In 1924, the Libertyville Township Library Board was organized to operate Cook Memorial Library, and library service continued to be offered to the community from the Cook House. As the library’s collection expanded to meet the demands of a growing population, the Children’s Department was moved offsite.

In 1968, a new 28000 sqft brick building was constructed behind the Cook House, bringing the collection back together in one facility. The township library board was dissolved in 1973 with the formation of the Cook Memorial Public Library District. Shortly thereafter, parts of northern Vernon Township were annexed into the library district. In 1974, an automated circulation system was installed. In 1984, the basement was expanded by 5000 sqft to house the Children’s Department, office space, and a public meeting room. Public internet stations were installed in 1995.

As the population served by CMPLD continued to grow, library space became crowded: By 1996, the library district’s population was more than 47,000 and its annual circulation was more than one million items. Three unsuccessful referendums left the southern part of the library district underserved. In 2002, then serving a population of more than 58,000, CMPLD entered into an agreement with Vernon Hills to rent space in the lower level of its Village Hall on Evergreen Drive. The Evergreen Interim Library, 2800 sqft, opened on January 13, 2003.

To alleviate a continued lack of adequate space, in 2007 the CMPLD board adopted an expansion proposal calling for the addition of 30000 sqft to the district's facilities. The $14-million project called for the construction of a 20000 sqft library on Aspen Drive in Vernon Hills and adding about 11000 sqft to Cook Park Library, along with renovating existing space at the site.

While the Cook Park site was being remodeled, a temporary library location was established in order to continue services and programming. The new Aspen Drive Library opened on July 10, 2010. The remodeled Cook Park Library reopened on January 8, 2011.
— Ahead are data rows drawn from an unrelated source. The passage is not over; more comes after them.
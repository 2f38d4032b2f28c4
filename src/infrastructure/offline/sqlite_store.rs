use super::mappers::{pending_attachment_from_row, pending_mutation_from_row};
use super::rows::{PendingAttachmentRow, PendingMutationRow};
use crate::application::ports::offline_store::{Collection, OfflineStore, SettleOutcome};
use crate::domain::entities::offline::{PendingAttachment, PendingCounts, PendingMutation};
use crate::domain::value_objects::offline::{MutationAction, QueueItemStatus, RecordKey};
use crate::infrastructure::database::ConnectionPool;
use crate::shared::error::AppError;
use async_trait::async_trait;
use sqlx::SqlitePool;

const MUTATION_COLUMNS: &str = "id, entity_table, action, payload, enqueued_at, status, revision, \
     attempt_count, last_error, last_attempt_at";

const ATTACHMENT_COLUMNS: &str = "id, owner_entity_id, owner_confirmed, file_name, content_type, \
     content, enqueued_at, attempt_count, last_error, storage_path";

pub struct SqliteOfflineStore {
    pool: ConnectionPool,
}

impl SqliteOfflineStore {
    pub fn new(pool: ConnectionPool) -> Self {
        Self { pool }
    }

    pub fn from_pool(pool: SqlitePool) -> Self {
        Self::new(ConnectionPool::from_pool(pool))
    }

    async fn pool(&self) -> Result<&SqlitePool, AppError> {
        self.pool.get().await
    }
}

#[async_trait]
impl OfflineStore for SqliteOfflineStore {
    async fn put_mutation(&self, mutation: &PendingMutation) -> Result<(), AppError> {
        let payload = mutation.payload.to_json_string()?;

        // Upsert keeps `seq`, so an overwritten record holds its replay position.
        sqlx::query(
            r#"
            INSERT INTO pending_mutations (
                id, entity_table, action, payload, enqueued_at,
                status, revision, attempt_count, last_error, last_attempt_at
            ) VALUES (?1, ?2, ?3, ?4, ?5, ?6, ?7, ?8, ?9, ?10)
            ON CONFLICT(id) DO UPDATE SET
                entity_table = excluded.entity_table,
                action = excluded.action,
                payload = excluded.payload,
                enqueued_at = excluded.enqueued_at,
                status = excluded.status,
                revision = excluded.revision,
                attempt_count = excluded.attempt_count,
                last_error = excluded.last_error,
                last_attempt_at = excluded.last_attempt_at
            "#,
        )
        .bind(mutation.id.as_str())
        .bind(mutation.table.as_str())
        .bind(mutation.action.as_str())
        .bind(&payload)
        .bind(mutation.enqueued_at)
        .bind(mutation.status.as_str())
        .bind(i64::from(mutation.revision))
        .bind(i64::from(mutation.attempt_count))
        .bind(&mutation.last_error)
        .bind(mutation.last_attempt_at)
        .execute(self.pool().await?)
        .await?;

        Ok(())
    }

    async fn get_mutation(&self, id: &RecordKey) -> Result<Option<PendingMutation>, AppError> {
        let row = sqlx::query_as::<_, PendingMutationRow>(&format!(
            "SELECT {MUTATION_COLUMNS} FROM pending_mutations WHERE id = ?1"
        ))
        .bind(id.as_str())
        .fetch_optional(self.pool().await?)
        .await?;

        row.map(pending_mutation_from_row).transpose()
    }

    async fn list_mutations(&self) -> Result<Vec<PendingMutation>, AppError> {
        let rows = sqlx::query_as::<_, PendingMutationRow>(&format!(
            "SELECT {MUTATION_COLUMNS} FROM pending_mutations ORDER BY enqueued_at ASC, seq ASC"
        ))
        .fetch_all(self.pool().await?)
        .await?;

        rows.into_iter().map(pending_mutation_from_row).collect()
    }

    async fn put_attachment(&self, attachment: &PendingAttachment) -> Result<(), AppError> {
        sqlx::query(
            r#"
            INSERT INTO pending_attachments (
                id, owner_entity_id, owner_confirmed, file_name, content_type,
                content, enqueued_at, attempt_count, last_error, storage_path
            ) VALUES (?1, ?2, ?3, ?4, ?5, ?6, ?7, ?8, ?9, ?10)
            ON CONFLICT(id) DO UPDATE SET
                owner_entity_id = excluded.owner_entity_id,
                owner_confirmed = excluded.owner_confirmed,
                file_name = excluded.file_name,
                content_type = excluded.content_type,
                content = excluded.content,
                enqueued_at = excluded.enqueued_at,
                attempt_count = excluded.attempt_count,
                last_error = excluded.last_error,
                storage_path = excluded.storage_path
            "#,
        )
        .bind(attachment.id.as_str())
        .bind(attachment.owner_entity_id.as_str())
        .bind(attachment.owner_confirmed)
        .bind(&attachment.file.file_name)
        .bind(&attachment.file.content_type)
        .bind(&attachment.file.bytes)
        .bind(attachment.enqueued_at)
        .bind(i64::from(attachment.attempt_count))
        .bind(&attachment.last_error)
        .bind(&attachment.storage_path)
        .execute(self.pool().await?)
        .await?;

        Ok(())
    }

    async fn list_attachments(&self) -> Result<Vec<PendingAttachment>, AppError> {
        let rows = sqlx::query_as::<_, PendingAttachmentRow>(&format!(
            "SELECT {ATTACHMENT_COLUMNS} FROM pending_attachments ORDER BY enqueued_at ASC, seq ASC"
        ))
        .fetch_all(self.pool().await?)
        .await?;

        rows.into_iter().map(pending_attachment_from_row).collect()
    }

    async fn list_attachments_by_owner(
        &self,
        owner: &RecordKey,
    ) -> Result<Vec<PendingAttachment>, AppError> {
        let rows = sqlx::query_as::<_, PendingAttachmentRow>(&format!(
            "SELECT {ATTACHMENT_COLUMNS} FROM pending_attachments \
             WHERE owner_entity_id = ?1 ORDER BY enqueued_at ASC, seq ASC"
        ))
        .bind(owner.as_str())
        .fetch_all(self.pool().await?)
        .await?;

        rows.into_iter().map(pending_attachment_from_row).collect()
    }

    async fn delete_attachments_by_owner(&self, owner: &RecordKey) -> Result<u64, AppError> {
        let result = sqlx::query("DELETE FROM pending_attachments WHERE owner_entity_id = ?1")
            .bind(owner.as_str())
            .execute(self.pool().await?)
            .await?;

        Ok(result.rows_affected())
    }

    async fn confirm_attachment_owner(
        &self,
        from: &RecordKey,
        to: &RecordKey,
    ) -> Result<u64, AppError> {
        let result = sqlx::query(
            r#"
            UPDATE pending_attachments
            SET owner_entity_id = ?1, owner_confirmed = 1
            WHERE owner_entity_id = ?2
            "#,
        )
        .bind(to.as_str())
        .bind(from.as_str())
        .execute(self.pool().await?)
        .await?;

        Ok(result.rows_affected())
    }

    async fn assign_storage_path(&self, id: &RecordKey, path: &str) -> Result<bool, AppError> {
        let result = sqlx::query("UPDATE pending_attachments SET storage_path = ?1 WHERE id = ?2")
            .bind(path)
            .bind(id.as_str())
            .execute(self.pool().await?)
            .await?;

        Ok(result.rows_affected() > 0)
    }

    async fn delete(&self, collection: Collection, id: &RecordKey) -> Result<bool, AppError> {
        let result = sqlx::query(&format!(
            "DELETE FROM {} WHERE id = ?1",
            collection.table_name()
        ))
        .bind(id.as_str())
        .execute(self.pool().await?)
        .await?;

        Ok(result.rows_affected() > 0)
    }

    async fn clear(&self, collection: Collection) -> Result<u64, AppError> {
        let result = sqlx::query(&format!("DELETE FROM {}", collection.table_name()))
            .execute(self.pool().await?)
            .await?;

        Ok(result.rows_affected())
    }

    async fn settle_mutation(
        &self,
        id: &RecordKey,
        revision: u32,
    ) -> Result<SettleOutcome, AppError> {
        let mut tx = self.pool().await?.begin().await?;

        let removed = sqlx::query("DELETE FROM pending_mutations WHERE id = ?1 AND revision = ?2")
            .bind(id.as_str())
            .bind(i64::from(revision))
            .execute(&mut *tx)
            .await?
            .rows_affected();

        let outcome = if removed > 0 {
            SettleOutcome::Removed
        } else {
            let current: Option<(String,)> =
                sqlx::query_as("SELECT action FROM pending_mutations WHERE id = ?1")
                    .bind(id.as_str())
                    .fetch_optional(&mut *tx)
                    .await?;

            match current {
                None => SettleOutcome::Missing,
                Some(_) => {
                    // The row exists remotely now; a queued create must replay as an update.
                    sqlx::query(
                        "UPDATE pending_mutations SET action = ?1 WHERE id = ?2 AND action = ?3",
                    )
                    .bind(MutationAction::Update.as_str())
                    .bind(id.as_str())
                    .bind(MutationAction::Create.as_str())
                    .execute(&mut *tx)
                    .await?;
                    SettleOutcome::Superseded
                }
            }
        };

        tx.commit().await?;
        Ok(outcome)
    }

    async fn record_mutation_attempt(
        &self,
        id: &RecordKey,
        error: &str,
        attempted_at: i64,
    ) -> Result<(), AppError> {
        sqlx::query(
            r#"
            UPDATE pending_mutations
            SET attempt_count = attempt_count + 1, last_error = ?1, last_attempt_at = ?2
            WHERE id = ?3
            "#,
        )
        .bind(error)
        .bind(attempted_at)
        .bind(id.as_str())
        .execute(self.pool().await?)
        .await?;

        Ok(())
    }

    async fn record_attachment_attempt(&self, id: &RecordKey, error: &str) -> Result<(), AppError> {
        sqlx::query(
            r#"
            UPDATE pending_attachments
            SET attempt_count = attempt_count + 1, last_error = ?1
            WHERE id = ?2
            "#,
        )
        .bind(error)
        .bind(id.as_str())
        .execute(self.pool().await?)
        .await?;

        Ok(())
    }

    async fn set_mutation_status(
        &self,
        id: &RecordKey,
        status: QueueItemStatus,
        error: Option<&str>,
    ) -> Result<bool, AppError> {
        let result =
            sqlx::query("UPDATE pending_mutations SET status = ?1, last_error = ?2 WHERE id = ?3")
                .bind(status.as_str())
                .bind(error)
                .bind(id.as_str())
                .execute(self.pool().await?)
                .await?;

        Ok(result.rows_affected() > 0)
    }

    async fn pending_counts(&self) -> Result<PendingCounts, AppError> {
        let pool = self.pool().await?;

        let (mutations, held): (i64, i64) = sqlx::query_as(
            r#"
            SELECT
                COUNT(*),
                COALESCE(SUM(CASE WHEN status = 'held' THEN 1 ELSE 0 END), 0)
            FROM pending_mutations
            "#,
        )
        .fetch_one(pool)
        .await?;

        let (attachments,): (i64,) = sqlx::query_as("SELECT COUNT(*) FROM pending_attachments")
            .fetch_one(pool)
            .await?;

        Ok(PendingCounts::new(
            mutations.max(0) as u64,
            attachments.max(0) as u64,
            held.max(0) as u64,
        ))
    }
}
As of 2015, the Cook Memorial Public Library District was serving 60,000 people in Libertyville, Vernon Hills, Green Oaks, and Mundelein. The library district continues to operate two full-service libraries, a digital/eLibrary collection, as well as a Bookmobile, and Outreach.

===Library Directors===
- Verna E. Jarrett, June 1921 to December 1922
- Blanche A. Mitchell, January 1923 to October 1951
- Catherine Littler, November 1951 to March 1966
- William Sannwald, 1966 to 1968
- Frederick Byergo, September 1968 to April 2007
- Dan Armstrong, April 2007 to February 2010
- Mary Ellen Stembal (Acting Director), February 2010 to September 2010
- Stephen A. Kershner, September 2010 to June 2015
- David Archer, June 2015 to present

==Services==
CMPLD offers a variety of free programming to patrons, including genealogy research support, morning and evening book discussions, English-language instruction, children's story times, reading clubs for children and adults, tween/teen get-togethers, computer classes, device assistance, and an extensive digital library including eBooks, audiobooks, films/videos, and music.

In 2014, Digital Studios were added to both libraries, offering patrons a variety of electronic equipment and space to scan, edit, and restore photos, slides, and negatives; convert VHS tapes to DVDs or digital files; design a website or app; record a demo; start a podcast; and more.
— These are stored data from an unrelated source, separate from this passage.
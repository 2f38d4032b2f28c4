use serde::{Deserialize, Serialize};

const FALLBACK_EXTENSION: &str = "bin";

/// Binary content queued for upload, e.g. an inspection photo.
#[derive(Debug, Clone, PartialEq, Eq, Serialize, Deserialize)]
pub struct AttachmentFile {
    pub file_name: String,
    pub content_type: Option<String>,
    #[serde(with = "bytes_as_base64")]
    pub bytes: Vec<u8>,
}

impl AttachmentFile {
    pub fn new(
        file_name: String,
        content_type: Option<String>,
        bytes: Vec<u8>,
    ) -> Result<Self, String> {
        if file_name.trim().is_empty() {
            return Err("Attachment file name cannot be empty".to_string());
        }
        if bytes.is_empty() {
            return Err(format!("{file_name} is empty"));
        }
        Ok(Self {
            file_name,
            content_type,
            bytes,
        })
    }

    pub fn len(&self) -> usize {
        self.bytes.len()
    }

    pub fn is_empty(&self) -> bool {
        self.bytes.is_empty()
    }

    /// Lower-cased extension taken from the file name, `bin` when there is none.
    pub fn extension(&self) -> String {
        match self.file_name.rsplit_once('.') {
            Some((stem, ext))
                if !stem.is_empty()
                    && !ext.is_empty()
                    && ext.chars().all(|c| c.is_ascii_alphanumeric()) =>
            {
                ext.to_ascii_lowercase()
            }
            _ => FALLBACK_EXTENSION.to_string(),
        }
    }
}

mod bytes_as_base64 {
    use base64::Engine;
    use base64::engine::general_purpose::STANDARD;
    use serde::{Deserialize, Deserializer, Serializer};

    pub fn serialize<S: Serializer>(bytes: &[u8], serializer: S) -> Result<S::Ok, S::Error> {
        serializer.serialize_str(&STANDARD.encode(bytes))
    }

    pub fn deserialize<'de, D: Deserializer<'de>>(deserializer: D) -> Result<Vec<u8>, D::Error> {
        let encoded = String::deserialize(deserializer)?;
        STANDARD
            .decode(encoded.as_bytes())
            .map_err(serde::de::Error::custom)
    }
}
Via its website, www.cooklib.org, CMPLD provides patrons with 24/7 remote access to a range of reference databases (some in Spanish) that contain reliable, accurate, and detailed information on topics such as medicine, law, current events, investments, and genealogy.

CMPLD offers free lectures covering a variety of topics, from local history to American pop culture icons such as Star Trek and the Lone Ranger. The Library also hosts a visiting authors program that has included internationally bestselling writers such as Jodi Picoult, Chris Bohjalian, and Jeff Shaara, as well as debut authors and emerging talents such as Sara Levine, Rebecca Makkai, and CakeSpy blogger Jessie Oleson Moore.

A Bookmobile offering a variety of library materials makes regular stops in neighborhoods as well as at senior centers and daycare centers throughout the District.